Upregulation of IL-5 receptor expression on bone marrow-derived CD34+ cells from patients with asthma.

BACKGROUND: Interleukin-5 (IL-5) is a potent eosinophilopoietic factor implicated in the chronic inflammatory cell accumulation accompanying bronchial asthma. We studied the expression of the IL-5 receptor alpha-subunit (IL-5R alpha) on bone marrow-derived cluster of differentiation molecule 34 positive (CD34+) progenitor cells in asthmatics to prove the ability of progenitor cells to respond to IL-5 more readily. METHODS: Non-adherent non-T cells (NANT) were separated from heparinized bone marrow blood from 6 asthmatics and 3 normal subjects, loaded with CD34+ and IL-5R alpha monoclonal antibodies conjugated with immunofluorescence and then analyzed by flow cytometry. Colonies grown from progenitor cells cultured in methylcellulose were determined for 14 days in the presence or absence of growth factors, including granulocyte-monocyte colony stimulating factor, stem cell factor, and interleukin-3. RESULTS: The proportion of IL-5R alpha expression on the CD34+ cell surface was significantly increased in asthmatics (12.9 +/- 3.3%, n = 6, p = 0.0163) compared to normal subjects (1.8 +/- 0.6%, n = 3).
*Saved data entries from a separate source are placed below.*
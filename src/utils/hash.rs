//! Content hashing utilities.

use xxhash_rust::xxh3::xxh3_64;

/// Compute a content hash for arbitrary bytes
#[must_use]
pub fn content_hash(data: &[u8]) -> u64 {
    xxh3_64(data)
}

/// Content hash as 16 lowercase hex digits, used as a package id.
#[must_use]
pub fn content_hash_hex(data: &[u8]) -> String {
    format!("{:016x}", content_hash(data))
}
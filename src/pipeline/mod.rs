//! Extraction pipeline: header files in, rendered metadata out.
//!
//! Each input file is either a binary header blob (starts with
//! [`HEADER_MAGIC`] or has a `.hdr` extension) or a JSON/YAML
//! [`HeaderDump`]. Files are extracted in parallel; records keep input order.

mod output;

pub use output::{write_output, OutputFormat, OutputTarget};

use crate::config::OutputConfig;
use crate::error::{EmitErrorKind, ErrorContext, HeaderErrorKind, RepodataError, Result};
use crate::header::{HeaderBlob, HeaderDump, HEADER_MAGIC};
use crate::model::{PackageRecord, RecordDocument};
use crate::normalize::{Extractor, PathClassifier};
use crate::utils::content_hash_hex;
use rayon::prelude::*;
use std::collections::HashMap;
use std::path::{Path, PathBuf};

/// One extracted input file.
#[derive(Debug, Clone)]
pub struct ExtractedPackage {
    pub path: PathBuf,
    /// Content hash of the input file.
    pub pkgid: String,
    pub record: PackageRecord,
}

/// How an input file is decoded.
#[derive(Debug, Clone, Copy, PartialEq, Eq)]
pub enum InputKind {
    Blob,
    Dump,
}

impl InputKind {
    /// Decide from the file's extension and leading bytes.
    #[must_use]
    pub fn detect(path: &Path, content: &[u8]) -> Self {
        let is_hdr = path
            .extension()
            .and_then(|e| e.to_str())
            .is_some_and(|e| e.eq_ignore_ascii_case("hdr"));
        if is_hdr || content.starts_with(&HEADER_MAGIC) {
            Self::Blob
        } else {
            Self::Dump
        }
    }
}

/// Read and extract a single header file.
pub fn extract_file<C: PathClassifier>(
    path: &Path,
    extractor: &Extractor<C>,
) -> Result<ExtractedPackage> {
    let content = std::fs::read(path).map_err(|e| RepodataError::io(path, e))?;
    let pkgid = content_hash_hex(&content);

    let record = match InputKind::detect(path, &content) {
        InputKind::Blob => {
            let blob = HeaderBlob::parse(&content)
                .with_context(|| format!("reading {}", path.display()))?;
            extractor.extract(&blob)
        }
        InputKind::Dump => {
            let text = std::str::from_utf8(&content).map_err(|_| {
                RepodataError::header(
                    format!("reading {}", path.display()),
                    HeaderErrorKind::UnknownFormat,
                )
            })?;
            let ext = path.extension().and_then(|e| e.to_str());
            let header = HeaderDump::from_str_with_extension(text, ext)
                .and_then(|dump| dump.to_header())
                .with_context(|| format!("loading {}", path.display()))?;
            extractor.extract(&header)
        }
    };

    tracing::info!("Extracted {} from {}", record.nevra(), path.display());

    Ok(ExtractedPackage {
        path: path.to_path_buf(),
        pkgid,
        record,
    })
}

/// Extract several files in parallel. Fails on the first unreadable file.
pub fn extract_many<C>(paths: &[PathBuf], extractor: &Extractor<C>) -> Result<Vec<ExtractedPackage>>
where
    C: PathClassifier + Sync,
{
    let packages: Vec<ExtractedPackage> = paths
        .par_iter()
        .map(|path| extract_file(path, extractor))
        .collect::<Result<_>>()?;

    warn_duplicates(&packages);
    Ok(packages)
}

/// Warn about inputs with identical content.
fn warn_duplicates(packages: &[ExtractedPackage]) {
    let mut seen: HashMap<&str, &Path> = HashMap::with_capacity(packages.len());
    for package in packages {
        if let Some(first) = seen.insert(&package.pkgid, &package.path) {
            tracing::warn!(
                "{} has the same content as {}",
                package.path.display(),
                first.display()
            );
        }
    }
}

/// Render extracted packages in the configured format.
pub fn render<C: PathClassifier>(
    packages: &[ExtractedPackage],
    output: &OutputConfig,
    classifier: &C,
) -> Result<String> {
    match output.format {
        OutputFormat::Json => {
            let docs: Vec<RecordDocument> =
                packages.iter().map(|p| RecordDocument::from(&p.record)).collect();
            serde_json::to_string_pretty(&docs).map_err(|e| {
                RepodataError::emit("rendering records", EmitErrorKind::Json(e.to_string()))
            })
        }
        OutputFormat::Yaml => {
            let docs: Vec<RecordDocument> =
                packages.iter().map(|p| RecordDocument::from(&p.record)).collect();
            serde_yaml::to_string(&docs).map_err(|e| {
                RepodataError::emit("rendering records", EmitErrorKind::Yaml(e.to_string()))
            })
        }
        OutputFormat::Filelists => crate::xml::filelists_document(
            packages.iter().map(|p| (p.pkgid.as_str(), &p.record)),
            output.primary_only.then_some(classifier),
        ),
    }
}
A significantly greater number of colonies committed to eosinophilic differentiation were found in the asthmatic subjects. CONCLUSION: We demonstrated an increased expression of IL-5R alpha on bone marrow-derived progenitor cells in asthmatics. This supports the concept that bone marrow-derived progenitor cells are ready for eosinophilopoiesis.